Understanding Social Engineering

Most cyberattacks exploit people, not technology. Understanding how social engineering works helps employees recognize manipulation, make better security decisions, and reinforces the importance of ongoing security awareness training.

  • People are the target – Attackers exploit trust, curiosity, fear, or urgency to persuade people to take unsafe actions.
  • Manipulation, not malware – Social engineering relies on psychological tactics rather than technical exploits to gain access or steal information.
  • Many forms, one objective – Phishing, business email compromise, smishing, vishing, and impersonation all use deception to obtain credentials, money, or sensitive data.

The Core Tactics: Phishing, Pretexting, Baiting, Tailgating, and Vishing

Each tactic uses a different setting and a different trigger, but all rely on the same principle: manipulate a person, not a system.
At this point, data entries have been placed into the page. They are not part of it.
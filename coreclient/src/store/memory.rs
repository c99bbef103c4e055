// SPDX-FileCopyrightText: 2025 Phoenix R&D GmbH <hello@phnx.im>
//
// SPDX-License-Identifier: AGPL-3.0-or-later

//! In-memory storage backend. Holds everything behind one async mutex;
//! useful for tests and as a reference for platform implementations.

use std::collections::HashMap;

use loomcommon::{
    crypto::bbs::{GroupPublicKey, MemberCredential},
    identifiers::GroupId,
};
use tokio::sync::Mutex;

use crate::groups::{GroupState, entry::EpochKeys};

use super::{StorageBackend, StorageResult};

#[derive(Default)]
pub struct InMemoryStorage {
    inner: Mutex<Inner>,
}

#[derive(Default)]
struct Inner {
    group_states: HashMap<GroupId, GroupState>,
    credentials: HashMap<GroupId, MemberCredential>,
    group_public_keys: HashMap<GroupId, GroupPublicKey>,
    epoch_keys: HashMap<GroupId, Vec<EpochKeys>>,
}

impl InMemoryStorage {
    pub fn new() -> Self {
        Self::default()
    }
}

impl StorageBackend for InMemoryStorage {
    async fn save_group_state(&self, state: &GroupState) -> StorageResult<()> {
        self.inner
            .lock()
            .await
            .group_states
            .insert(*state.group_id(), state.clone());
        Ok(())
    }

    async fn load_group_state(&self, group_id: &GroupId) -> StorageResult<Option<GroupState>> {
        Ok(self.inner.lock().await.group_states.get(group_id).cloned())
    }

    async fn delete_group_state(&self, group_id: &GroupId) -> StorageResult<()> {
        self.inner.lock().await.group_states.remove(group_id);
        Ok(())
    }

    async fn list_group_ids(&self) -> StorageResult<Vec<GroupId>> {
        Ok(self.inner.lock().await.group_states.keys().copied().collect())
    }

    async fn save_credential(
        &self,
        group_id: &GroupId,
        credential: &MemberCredential,
    ) -> StorageResult<()> {
        self.inner
            .lock()
            .await
            .credentials
            .insert(*group_id, credential.clone());
        Ok(())
    }

    async fn load_credential(
        &self,
        group_id: &GroupId,
    ) -> StorageResult<Option<MemberCredential>> {
        Ok(self.inner.lock().await.credentials.get(group_id).cloned())
    }

    async fn delete_credential(&self, group_id: &GroupId) -> StorageResult<()> {
        self.inner.lock().await.credentials.remove(group_id);
        Ok(())
    }

    async fn save_group_public_key(
        &self,
        group_id: &GroupId,
        public_key: &GroupPublicKey,
    ) -> StorageResult<()> {
        self.inner
            .lock()
            .await
            .group_public_keys
            .insert(*group_id, public_key.clone());
        Ok(())
    }

    async fn load_group_public_key(
        &self,
        group_id: &GroupId,
    ) -> StorageResult<Option<GroupPublicKey>> {
        Ok(self
            .inner
            .lock()
            .await
            .group_public_keys
            .get(group_id)
            .cloned())
    }

    async fn delete_group_public_key(&self, group_id: &GroupId) -> StorageResult<()> {
        self.inner.lock().await.group_public_keys.remove(group_id);
        Ok(())
    }

    async fn save_epoch_keys(&self, group_id: &GroupId, keys: &[EpochKeys]) -> StorageResult<()> {
        self.inner
            .lock()
            .await
            .epoch_keys
            .insert(*group_id, keys.to_vec());
        Ok(())
    }

    async fn load_epoch_keys(&self, group_id: &GroupId) -> StorageResult<Vec<EpochKeys>> {
        Ok(self
            .inner
            .lock()
            .await
            .epoch_keys
            .get(group_id)
            .cloned()
            .unwrap_or_default())
    }
}

#[cfg(test)]
mod tests {
    use super::*;

    #[tokio::test]
    async fn group_state_crud() {
        let storage = InMemoryStorage::new();
        let (state, _) =
            GroupState::create(GroupId::random(), &[]).unwrap();
        let group_id = *state.group_id();

        assert!(storage.load_group_state(&group_id).await.unwrap().is_none());
        storage.save_group_state(&state).await.unwrap();
        assert_eq!(
            storage.load_group_state(&group_id).await.unwrap(),
            Some(state)
        );
        assert_eq!(storage.list_group_ids().await.unwrap(), vec![group_id]);
        storage.delete_group_state(&group_id).await.unwrap();
        assert!(storage.load_group_state(&group_id).await.unwrap().is_none());
    }
}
Recognizing the pattern behind each one allows an employee to pause and question a request, regardless of the channel it arrives through.
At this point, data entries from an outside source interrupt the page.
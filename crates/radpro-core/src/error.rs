use std::fmt;
use std::io::{self, ErrorKind};

use serde::Serialize;
use thiserror::Error;

/// High-level reason for a serial failure.
#[derive(Debug, Clone, Copy, PartialEq, Eq, Serialize)]
#[serde(rename_all = "snake_case")]
pub enum FailureKind {
    PermissionDenied,
    DeviceMissing,
    Busy,
    Timeout,
    Disconnected,
    Framing,
    Config,
    Unknown,
}

impl FailureKind {
    pub fn as_str(&self) -> &'static str {
        match self {
            FailureKind::PermissionDenied => "permission_denied",
            FailureKind::DeviceMissing => "device_missing",
            FailureKind::Busy => "busy",
            FailureKind::Timeout => "timeout",
            FailureKind::Disconnected => "disconnected",
            FailureKind::Framing => "framing",
            FailureKind::Config => "config",
            FailureKind::Unknown => "unknown",
        }
    }
}

impl fmt::Display for FailureKind {
    fn fmt(&self, f: &mut fmt::Formatter<'_>) -> fmt::Result {
        f.write_str(self.as_str())
    }
}

pub fn classify_io_error(err: &io::Error) -> FailureKind {
    match err.kind() {
        ErrorKind::PermissionDenied => FailureKind::PermissionDenied,
        ErrorKind::NotFound => FailureKind::DeviceMissing,
        ErrorKind::TimedOut | ErrorKind::WouldBlock => FailureKind::Timeout,
        ErrorKind::BrokenPipe
        | ErrorKind::ConnectionReset
        | ErrorKind::ConnectionAborted
        | ErrorKind::UnexpectedEof => FailureKind::Disconnected,
        ErrorKind::InvalidInput => FailureKind::Config,
        ErrorKind::InvalidData => FailureKind::Framing,
        _ => match err.raw_os_error() {
            // 13 = EACCES, 16 = EBUSY, 6 = ENXIO, 19 = ENODEV, 5 = EIO, 110 = ETIMEDOUT
            Some(13) => FailureKind::PermissionDenied,
            Some(16) => FailureKind::Busy,
            Some(6) | Some(19) => FailureKind::DeviceMissing,
            Some(5) => FailureKind::Disconnected,
            Some(110) => FailureKind::Timeout,
            _ => FailureKind::Unknown,
        },
    }
}

pub fn classify_serial_error(err: &serialport::Error) -> FailureKind {
    match &err.kind {
        serialport::ErrorKind::NoDevice => FailureKind::DeviceMissing,
        serialport::ErrorKind::InvalidInput => FailureKind::Config,
        serialport::ErrorKind::Io(kind) => classify_io_error(&io::Error::from(*kind)),
        serialport::ErrorKind::Unknown => FailureKind::Unknown,
    }
}

/// The endpoint could not be opened.
#[derive(Debug, Error)]
#[error("cannot open {endpoint} ({kind}): {message}")]
pub struct ConnectionError {
    pub endpoint: String,
    pub kind: FailureKind,
    pub message: String,
}

impl ConnectionError {
    pub fn from_serial(endpoint: &str, err: &serialport::Error) -> Self {
        Self {
            endpoint: endpoint.to_string(),
            kind: classify_serial_error(err),
            message: err.to_string(),
        }
    }
}

#[derive(Debug, Error)]
pub enum TransportError {
    #[error("serial exchange failed ({kind}): {source}")]
    Io {
        kind: FailureKind,
        #[source]
        source: io::Error,
    },
    #[error("reconnect failed: {0}")]
    Reopen(#[from] ConnectionError),
    #[error("transport closed")]
    Closed,
}

impl TransportError {
    pub fn io(source: io::Error) -> Self {
        Self::Io {
            kind: classify_io_error(&source),
            source,
        }
    }

    pub fn kind(&self) -> FailureKind {
        match self {
            TransportError::Io { kind, .. } => *kind,
            TransportError::Reopen(err) => err.kind,
            TransportError::Closed => FailureKind::Disconnected,
        }
    }
}

#[derive(Debug, Error)]
pub enum ProtocolError {
    #[error("no response for {key}")]
    NoResponse { key: &'static str },
    #[error("invalid {key}: {value:?}")]
    InvalidValue { key: &'static str, value: String },
}

/// A failed poll cycle.
#[derive(Debug, Error)]
pub enum PollError {
    #[error("poll failed: {0}")]
    Transport(#[from] TransportError),
    #[error("poll failed: {0}")]
    Protocol(#[from] ProtocolError),
    #[error("poller not set up")]
    NotReady,
    #[error("poller closed")]
    Closed,
}

#[derive(Debug, Error)]
pub enum SetupError {
    #[error("setup failed: {0}")]
    Connection(#[from] ConnectionError),
    #[error("setup failed: {0}")]
    Transport(#[from] TransportError),
    #[error("poller already closed")]
    AlreadyClosed,
}

#[derive(Debug, Error)]
pub enum DiscoveryError {
    #[error("device enumeration failed: {0}")]
    Enumerate(#[from] io::Error),
    #[error("serial port listing failed: {0}")]
    List(#[from] serialport::Error),
}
  • Phishing: a fraudulent email, text, or message designed to trick someone into clicking a link, opening an attachment, or handing over credentials
  • Pretexting: an attacker invents a believable scenario, posing as IT support, a vendor, or an executive, to extract information or access
  • Baiting: a tempting offer, a free download, a USB drive left in a car park, used to lure someone into compromising their own device
  • Tailgating: physically following an authorized person through a secure door without their own access credentials
  • Vishing: a phone or voice call, sometimes using AI-cloned voices, used to pressure someone into an urgent action or disclosure
The Core Tactics: Phishing, Pretexting, Baiting, Tailgating, and Vishing
How Attackers Choose and Target Their Victims

How Attackers Choose and Target Their Victims

Attackers carefully select victims who offer the greatest opportunity for financial gain or privileged access. By researching people, roles, and publicly available information, they craft highly convincing attacks that are difficult to distinguish from legitimate requests.
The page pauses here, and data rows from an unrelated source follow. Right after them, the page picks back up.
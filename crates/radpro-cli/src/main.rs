use std::time::Duration;

use anyhow::{bail, Context, Result};
use clap::{Parser, Subcommand, ValueEnum};
use radpro_core::{
    auto_detect, candidate_ports, probe, run_until, Poller, PollerConfig, RadProClient, RateMode,
    SerialTransport,
};
use tokio::time::sleep;
use tracing::{info, warn};
use tracing_subscriber::EnvFilter;

mod render;

use render::OutputFormat;

const PROBE_TIMEOUT: Duration = Duration::from_secs(3);

#[derive(Debug, Parser)]
#[command(name = "radprod")]
#[command(about = "Rad Pro dosimeter serial poller (read-only)")]
struct Cli {
    #[command(subcommand)]
    command: Command,

    /// Serial device path, or "auto" to probe candidate ports.
    #[arg(long, default_value = "auto")]
    port: String,

    #[arg(long, default_value_t = 115_200)]
    baud_rate: u32,

    #[arg(long, default_value_t = 2)]
    interval_secs: u64,

    #[arg(long, default_value_t = 3600)]
    sensitivity_interval_secs: u64,

    #[arg(long, default_value_t = 600)]
    deviceinfo_interval_secs: u64,

    #[arg(long, default_value_t = 500)]
    timeout_ms: u64,

    #[arg(long, value_enum, default_value = "pulse-count")]
    rate_mode: RateModeArg,
}

#[derive(Debug, Subcommand)]
enum Command {
    Scan,
    Probe {
        /// Probe every candidate port instead of only --port.
        #[arg(long)]
        all: bool,
    },
    Info,
    Get {
        key: String,
    },
    Once {
        #[arg(long, default_value_t = 2)]
        cycles: u32,
        #[arg(long, value_enum, default_value = "json")]
        format: OutputFormat,
    },
    Run {
        #[arg(long, value_enum, default_value = "human")]
        format: OutputFormat,
    },
    Watch {
        #[arg(long, value_enum, default_value = "human")]
        format: OutputFormat,
    },
}

#[derive(Debug, Clone, Copy, ValueEnum)]
enum RateModeArg {
    PulseCount,
    DeviceRate,
}

impl From<RateModeArg> for RateMode {
    fn from(arg: RateModeArg) -> Self {
        match arg {
            RateModeArg::PulseCount => RateMode::PulseCount,
            RateModeArg::DeviceRate => RateMode::DeviceRate,
        }
    }
}

#[tokio::main]
async fn main() -> Result<()> {
    tracing_subscriber::fmt()
        .with_env_filter(EnvFilter::from_default_env())
        .with_target(false)
        .compact()
        .init();

    let cli = Cli::parse();

    let mut config = PollerConfig {
        endpoint: cli.port.clone(),
        baud_rate: cli.baud_rate,
        timeout: Duration::from_millis(cli.timeout_ms),
        poll_interval: Duration::from_secs(cli.interval_secs.max(1)),
        sensitivity_interval: Duration::from_secs(cli.sensitivity_interval_secs),
        deviceinfo_interval: Duration::from_secs(cli.deviceinfo_interval_secs),
        rate_mode: cli.rate_mode.into(),
        ..Default::default()
    };

    match cli.command {
        Command::Scan => {
            let ports = candidate_ports()?;
            println!("{}", serde_json::to_string_pretty(&ports)?);
        }
        Command::Probe { all } => {
            let targets = if all || config.is_auto_endpoint() {
                candidate_ports()?
            } else {
                vec![config.endpoint.clone()]
            };
            let mut reports = Vec::with_capacity(targets.len());
            for target in &targets {
                reports.push(probe(target, config.baud_rate, PROBE_TIMEOUT).await);
            }
            println!("{}", serde_json::to_string_pretty(&reports)?);
        }
        Command::Info => {
            config.endpoint = resolve_endpoint(&config).await?;
            let mut poller = Poller::new(SerialTransport::new(config.serial_settings()), &config);
            let setup = poller.setup().await.map(|_| ());
            if setup.is_ok() {
                let info = render::device_json(poller.endpoint(), poller.identity(), poller.sensitivity());
                println!("{}", serde_json::to_string_pretty(&info)?);
            }
            poller.close().await;
            setup?;
        }
        Command::Get { key } => {
            config.endpoint = resolve_endpoint(&config).await?;
            let mut client = RadProClient::new(SerialTransport::new(config.serial_settings()));
            client.open().await?;
            let value = client.get(&key).await;
            client.close().await;
            let out = serde_json::json!({ "key": key, "value": value? });
            println!("{}", serde_json::to_string_pretty(&out)?);
        }
        Command::Once { cycles, format } => {
            config.endpoint = resolve_endpoint(&config).await?;
            let mut poller = Poller::new(SerialTransport::new(config.serial_settings()), &config);
            if let Err(err) = poller.setup().await {
                poller.close().await;
                return Err(err.into());
            }
            for cycle in 0..cycles.max(1) {
                if cycle > 0 {
                    sleep(config.poll_interval).await;
                }
                if let Err(err) = poller.poll_once().await {
                    warn!("{err}");
                }
            }
            let view = poller.subscribe().borrow().clone();
            poller.close().await;
            render::print_view(&view, &config.endpoint, format)?;
        }
        Command::Run { format } | Command::Watch { format } => {
            config.endpoint = resolve_endpoint(&config).await?;
            stream_loop(&config, format).await?;
        }
    }

    Ok(())
}

async fn resolve_endpoint(config: &PollerConfig) -> Result<String> {
    if !config.is_auto_endpoint() {
        return Ok(config.endpoint.clone());
    }

    let ports = candidate_ports().context("listing serial ports")?;
    match auto_detect(&ports, config.baud_rate, PROBE_TIMEOUT).await {
        Some(report) => {
            info!(port = %report.endpoint, "auto-detected Rad Pro device");
            Ok(report.endpoint)
        }
        None => bail!("Rad Pro device not found; connect it or pass --port"),
    }
}

async fn stream_loop(config: &PollerConfig, format: OutputFormat) -> Result<()> {
    let mut poller = Poller::new(SerialTransport::new(config.serial_settings()), config);
    if let Err(err) = poller.setup().await {
        poller.close().await;
        return Err(err.into());
    }

    let mut view = poller.subscribe();
    let endpoint = config.endpoint.clone();
    let printer = tokio::spawn(async move {
        let mut last_cycle = None;
        while view.changed().await.is_ok() {
            let current = view.borrow_and_update().clone();
            let cycle = current.snapshot.as_ref().map(|s| s.cycle);
            if cycle.is_none() || cycle == last_cycle {
                continue;
            }
            last_cycle = cycle;
            if let Err(err) = render::print_view(&current, &endpoint, format) {
                warn!("failed to print snapshot: {err}");
            }
        }
    });

    let shutdown = async {
        if tokio::signal::ctrl_c().await.is_ok() {
            warn!("received ctrl-c, stopping");
        }
    };
    run_until(&mut poller, config.poll_interval, shutdown).await;

    printer.abort();
    Ok(())
}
  • High-value roles first - Finance, executives, and IT administrators are targeted for their access and authority.
  • Public information is weaponized - Company websites and social media help attackers personalize convincing scams.
  • New employees are vulnerable - Recent hires are more likely to trust unusual requests or unfamiliar processes.
  • Every employee is a potential target -  Attackers adapt their approach based on each person's role and level of access.
     

How Training Reduces the Chance Staff Fall for These Tactics

Build a Habit of Verification

Training reduces human risk by replacing instinctive reactions with a habit of verification. Through realistic phishing simulations and regular, bite-sized lessons, employees learn to pause, assess, and respond appropriately instead of acting on impulse.

Small Changes, Big Security Gains

With ongoing training, urgency becomes a prompt to verify rather than react, unusual requests are confirmed through a trusted second channel, and repeated reinforcement turns good security practices into everyday habits.

Confidence, Not Suspicion

The objective is not to make employees distrust every email or request. It is to build the confidence and discipline to pause, verify high-risk or unexpected requests independently, and make informed security decisions without disrupting normal business.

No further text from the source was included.